HOW TO COMPLETE THIS TASK
Return exactly the listing's lines, from its first line to the line holding "source read by", ends included.

THE RECORDS
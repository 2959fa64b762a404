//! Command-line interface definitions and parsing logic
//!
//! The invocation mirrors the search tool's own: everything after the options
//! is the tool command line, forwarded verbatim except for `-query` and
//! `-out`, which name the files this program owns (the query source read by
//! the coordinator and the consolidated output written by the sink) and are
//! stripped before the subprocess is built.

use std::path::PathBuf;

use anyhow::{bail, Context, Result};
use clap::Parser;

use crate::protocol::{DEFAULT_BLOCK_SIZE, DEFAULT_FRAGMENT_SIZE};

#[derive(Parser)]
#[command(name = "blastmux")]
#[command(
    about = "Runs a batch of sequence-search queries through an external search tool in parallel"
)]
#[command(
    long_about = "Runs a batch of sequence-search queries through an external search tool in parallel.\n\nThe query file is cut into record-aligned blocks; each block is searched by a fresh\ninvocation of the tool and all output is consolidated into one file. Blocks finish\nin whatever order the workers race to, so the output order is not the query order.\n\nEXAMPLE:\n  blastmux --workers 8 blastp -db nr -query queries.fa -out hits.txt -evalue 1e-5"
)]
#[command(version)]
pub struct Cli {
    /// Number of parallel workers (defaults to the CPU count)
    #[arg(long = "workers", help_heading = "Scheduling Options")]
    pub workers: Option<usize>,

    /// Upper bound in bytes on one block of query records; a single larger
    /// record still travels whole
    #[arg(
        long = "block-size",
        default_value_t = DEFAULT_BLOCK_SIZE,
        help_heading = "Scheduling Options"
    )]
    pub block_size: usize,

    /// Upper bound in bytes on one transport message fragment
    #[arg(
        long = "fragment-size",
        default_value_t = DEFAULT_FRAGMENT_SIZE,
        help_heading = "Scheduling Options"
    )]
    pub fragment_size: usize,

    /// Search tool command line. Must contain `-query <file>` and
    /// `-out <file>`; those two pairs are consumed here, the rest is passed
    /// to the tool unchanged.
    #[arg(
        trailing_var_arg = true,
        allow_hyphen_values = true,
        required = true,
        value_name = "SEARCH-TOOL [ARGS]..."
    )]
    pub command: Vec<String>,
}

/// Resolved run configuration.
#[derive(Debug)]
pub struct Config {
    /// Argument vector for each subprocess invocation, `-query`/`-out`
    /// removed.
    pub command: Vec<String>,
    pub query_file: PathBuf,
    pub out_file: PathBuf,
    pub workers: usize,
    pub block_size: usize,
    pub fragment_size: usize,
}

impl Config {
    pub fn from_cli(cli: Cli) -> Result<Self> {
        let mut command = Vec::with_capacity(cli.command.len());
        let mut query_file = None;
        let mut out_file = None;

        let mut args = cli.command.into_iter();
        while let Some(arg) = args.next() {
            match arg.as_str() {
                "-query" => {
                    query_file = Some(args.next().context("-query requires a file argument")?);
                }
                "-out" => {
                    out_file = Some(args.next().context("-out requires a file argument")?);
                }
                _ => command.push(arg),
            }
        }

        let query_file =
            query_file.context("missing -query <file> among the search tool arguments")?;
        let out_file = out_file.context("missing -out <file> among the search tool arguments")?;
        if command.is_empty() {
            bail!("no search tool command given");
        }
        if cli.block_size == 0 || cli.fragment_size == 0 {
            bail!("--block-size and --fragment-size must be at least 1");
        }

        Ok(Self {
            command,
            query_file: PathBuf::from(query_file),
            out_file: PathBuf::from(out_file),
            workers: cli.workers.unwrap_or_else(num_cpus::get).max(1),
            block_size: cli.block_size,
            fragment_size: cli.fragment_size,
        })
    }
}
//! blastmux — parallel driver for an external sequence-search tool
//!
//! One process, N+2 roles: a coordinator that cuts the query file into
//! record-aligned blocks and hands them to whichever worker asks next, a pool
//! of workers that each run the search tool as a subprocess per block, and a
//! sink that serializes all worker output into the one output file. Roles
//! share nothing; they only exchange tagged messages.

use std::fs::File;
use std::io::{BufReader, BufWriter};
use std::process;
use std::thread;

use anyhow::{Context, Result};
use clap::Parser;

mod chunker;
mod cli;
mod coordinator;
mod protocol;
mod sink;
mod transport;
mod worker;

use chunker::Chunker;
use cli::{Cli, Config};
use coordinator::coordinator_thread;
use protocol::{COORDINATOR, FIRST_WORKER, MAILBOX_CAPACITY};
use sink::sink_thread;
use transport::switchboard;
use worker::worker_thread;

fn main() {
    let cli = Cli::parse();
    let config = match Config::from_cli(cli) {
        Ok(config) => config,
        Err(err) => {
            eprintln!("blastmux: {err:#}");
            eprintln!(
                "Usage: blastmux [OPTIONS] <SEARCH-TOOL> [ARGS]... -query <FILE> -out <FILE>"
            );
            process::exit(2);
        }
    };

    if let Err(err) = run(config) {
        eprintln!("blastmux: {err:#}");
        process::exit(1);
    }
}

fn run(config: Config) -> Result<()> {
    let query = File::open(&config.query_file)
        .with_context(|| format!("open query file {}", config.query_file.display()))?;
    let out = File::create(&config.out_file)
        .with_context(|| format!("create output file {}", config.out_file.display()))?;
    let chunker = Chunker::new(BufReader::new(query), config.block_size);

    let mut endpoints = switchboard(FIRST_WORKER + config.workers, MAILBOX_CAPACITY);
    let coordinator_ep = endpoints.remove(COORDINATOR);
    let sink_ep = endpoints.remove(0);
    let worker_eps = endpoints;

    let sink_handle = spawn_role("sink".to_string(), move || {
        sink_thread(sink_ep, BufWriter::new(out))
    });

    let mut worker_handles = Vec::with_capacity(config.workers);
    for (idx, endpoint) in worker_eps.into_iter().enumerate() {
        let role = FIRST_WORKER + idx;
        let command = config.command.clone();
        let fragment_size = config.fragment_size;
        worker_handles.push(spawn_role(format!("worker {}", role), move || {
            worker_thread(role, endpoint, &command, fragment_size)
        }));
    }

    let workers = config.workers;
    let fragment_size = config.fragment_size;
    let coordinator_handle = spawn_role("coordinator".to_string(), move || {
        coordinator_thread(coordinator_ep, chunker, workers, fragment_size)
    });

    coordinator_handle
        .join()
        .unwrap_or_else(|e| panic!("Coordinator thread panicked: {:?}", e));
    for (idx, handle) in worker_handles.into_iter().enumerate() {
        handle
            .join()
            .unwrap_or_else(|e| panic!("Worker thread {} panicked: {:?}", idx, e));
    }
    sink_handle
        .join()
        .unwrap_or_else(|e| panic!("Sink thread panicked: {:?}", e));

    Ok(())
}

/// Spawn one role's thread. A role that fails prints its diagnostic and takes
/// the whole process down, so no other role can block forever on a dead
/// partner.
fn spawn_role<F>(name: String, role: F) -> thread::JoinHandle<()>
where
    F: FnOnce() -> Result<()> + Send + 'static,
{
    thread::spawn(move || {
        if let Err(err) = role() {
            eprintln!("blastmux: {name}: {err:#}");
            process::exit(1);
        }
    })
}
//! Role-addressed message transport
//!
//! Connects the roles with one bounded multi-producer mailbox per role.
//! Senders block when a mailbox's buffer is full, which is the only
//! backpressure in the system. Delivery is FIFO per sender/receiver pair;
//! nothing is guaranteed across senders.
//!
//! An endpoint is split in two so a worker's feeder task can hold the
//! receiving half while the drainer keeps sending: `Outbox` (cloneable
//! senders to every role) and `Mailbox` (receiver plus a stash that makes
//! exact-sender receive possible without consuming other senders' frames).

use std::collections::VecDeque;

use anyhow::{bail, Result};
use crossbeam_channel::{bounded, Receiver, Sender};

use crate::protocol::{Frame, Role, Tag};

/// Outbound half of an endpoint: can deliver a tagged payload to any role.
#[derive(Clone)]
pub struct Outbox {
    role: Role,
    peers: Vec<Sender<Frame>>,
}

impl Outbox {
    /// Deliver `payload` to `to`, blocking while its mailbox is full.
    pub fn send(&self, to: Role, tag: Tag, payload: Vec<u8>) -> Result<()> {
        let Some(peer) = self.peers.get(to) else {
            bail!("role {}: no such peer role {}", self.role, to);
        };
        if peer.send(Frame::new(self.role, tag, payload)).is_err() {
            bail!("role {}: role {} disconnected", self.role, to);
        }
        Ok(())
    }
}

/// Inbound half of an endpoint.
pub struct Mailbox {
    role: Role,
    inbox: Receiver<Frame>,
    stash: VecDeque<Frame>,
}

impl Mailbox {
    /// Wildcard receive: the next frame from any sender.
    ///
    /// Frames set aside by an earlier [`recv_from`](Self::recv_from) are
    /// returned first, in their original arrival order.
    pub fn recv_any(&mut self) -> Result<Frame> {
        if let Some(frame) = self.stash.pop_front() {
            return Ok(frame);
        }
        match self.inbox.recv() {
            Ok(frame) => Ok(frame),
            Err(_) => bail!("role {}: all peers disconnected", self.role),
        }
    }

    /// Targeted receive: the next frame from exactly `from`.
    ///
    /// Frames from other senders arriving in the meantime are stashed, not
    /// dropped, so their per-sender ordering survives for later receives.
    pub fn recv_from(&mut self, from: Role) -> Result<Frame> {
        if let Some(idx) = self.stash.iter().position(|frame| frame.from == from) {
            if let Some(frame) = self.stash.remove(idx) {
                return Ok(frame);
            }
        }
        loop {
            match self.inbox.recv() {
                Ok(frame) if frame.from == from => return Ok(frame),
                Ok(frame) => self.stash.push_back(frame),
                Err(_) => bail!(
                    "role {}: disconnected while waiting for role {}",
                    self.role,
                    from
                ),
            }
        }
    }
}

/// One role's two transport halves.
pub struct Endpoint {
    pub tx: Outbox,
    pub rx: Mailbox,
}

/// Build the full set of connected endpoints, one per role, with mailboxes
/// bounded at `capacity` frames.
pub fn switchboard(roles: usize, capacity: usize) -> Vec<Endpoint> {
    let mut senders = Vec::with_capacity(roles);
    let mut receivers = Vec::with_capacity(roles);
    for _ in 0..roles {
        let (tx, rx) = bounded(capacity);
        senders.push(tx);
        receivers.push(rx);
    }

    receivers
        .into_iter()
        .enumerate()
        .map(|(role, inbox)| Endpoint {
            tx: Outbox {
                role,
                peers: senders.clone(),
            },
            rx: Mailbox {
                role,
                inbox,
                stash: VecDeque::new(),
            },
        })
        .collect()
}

ANSWER AREA
repository 2959fa64b762a404
//! Command-line interface definitions and parsing logic
//!
//! The invocation mirrors the search tool's own: everything after the options
//! is the tool command line, forwarded verbatim except for `-query` and
//! `-out`, which name the files this program owns (the query source read by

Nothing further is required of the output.